Wednesday, December 21, 2011

Visualizing categorical data in R

I came across an interesting SAS macro that was used for visualizing log odds relationships of data.  This type of chart is helpful for visualizing the relationship between a binary dependent variable and a continuous independent variable.  I don't use SAS on a daily basis as I prefer to use R.  So I got to thinking that I could recreate this macro using only R.  I thought this would be a good tutorial for R on developing functions, using different plot techniques, and overlapping chart types.

The following picture is the result of the logodds function in R.  The chart is really close but not quite exact.  For the histogram points I decided to use the default squares of the stripchart plot and used a grey color to make it look a little faded.

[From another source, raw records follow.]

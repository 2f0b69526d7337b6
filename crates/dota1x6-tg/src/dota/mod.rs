//! Clients for the dota1x6.com site and its stats API

mod client;
mod config;
pub(crate) mod patch;
mod scrape;
mod stats;

pub(crate) use client::*;
pub(crate) use config::*;
pub(crate) use scrape::{ScrapeError, UpdatePage};
pub(crate) use stats::PlayerStats;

The following is the R script.

logoddsFnc <- function(data_ind, data_dep, ind_varname, min.count=1){

  # Assumptions: x & y are numeric vectors of the same
  # length, y is 0/1 varible.  This returns a vector
  # of breaks of the x variable where each bin has at
  # least min.countnumber of y's
  bin.by.other.count <- function(x, other, min.cnt=1) {
    csum <- cumsum(tapply(other, x, sum))
    breaks <- numeric(0)
 
    i <- 1
    breaks[i] <- as.numeric(names(csum)[1])
    cursum <- csum[1]
 
    for ( a in names(csum) ) {
      if ( csum[a] - cursum >= min.cnt ) {
        i <- i + 1
        breaks[i] <- as.numeric(a)
        cursum <- csum[a]
      }
    }
 
    breaks
  }
 
  brks <- bin.by.other.count(data_ind, data_dep, min.cnt=min.count)
 
  # Visualizing binary categorical data
  var_cut <- cut(data_ind, breaks=brks, include.lowest=T)
  var_mean <- tapply(data_dep, var_cut, mean)
  var_median <- tapply(data_ind, var_cut, median)
 
  mydf <- data.frame(ind=data_ind, dep=data_dep)
  fit <- glm(dep ~ ind, data=mydf, family=binomial())
  pred <- predict(fit, data.frame(ind=min(data_ind):max(data_ind)),
          type="response", se.fit=T)
 
  # Plot
  plot(x=var_median, y=var_mean, ylim=c(0,1.15),
       xlab=ind_varname, ylab="Exp Prob", pch=21, bg="black")
  stripchart(data_ind[data_dep==0], method="stack",
             at=0, add=T, col="grey")
  stripchart(data_ind[data_dep==1], method="stack",
             at=1, add=T, col="grey")
 
  lines(x=min(data_ind):max(data_ind),
        y=pred$fit, col="blue", lwd=2)
  lines(lowess(x=var_median,
               y=var_mean, f=.30), col="red")
 
  lines(x=min(data_ind):max(data_ind),
        y=pred$fit - 1.96*pred$se.fit, lty=2, col="blue")
  lines(x=min(data_ind):max(data_ind),
        y=pred$fit + 1.96*pred$se.fit, lty=2, col="blue")
}




 


logoddsFnc(icu$age, icu$died, "age", min.count=3)



The ICU data  for this example can be found in the R package "vcdExtra".  Special thanks to David of Univ. of Dallas for providing me with a way to develop breaks in the independent variable as seen by the bin.by.other.count function. 

The author of the SAS macro is also the author of Visualizing Categorical Data by M. Friendly which is a great reference for analyzing and visualizing data in factored groups.





4 comments:

tallertb said...

hi, thanks so much! It's interesting! One question: If I want to try it I need a package if want to obtain the data "e.g: data_ind). Isnt't it?

thanks in advance.

Martí Casals.

Larry D'Agostino said...

Yes you can get the data from the R package "vcdExtra". The data is named ICU. Also you can get the data from the Michael Friendly's VCD website but its not as clean and will require manipulation.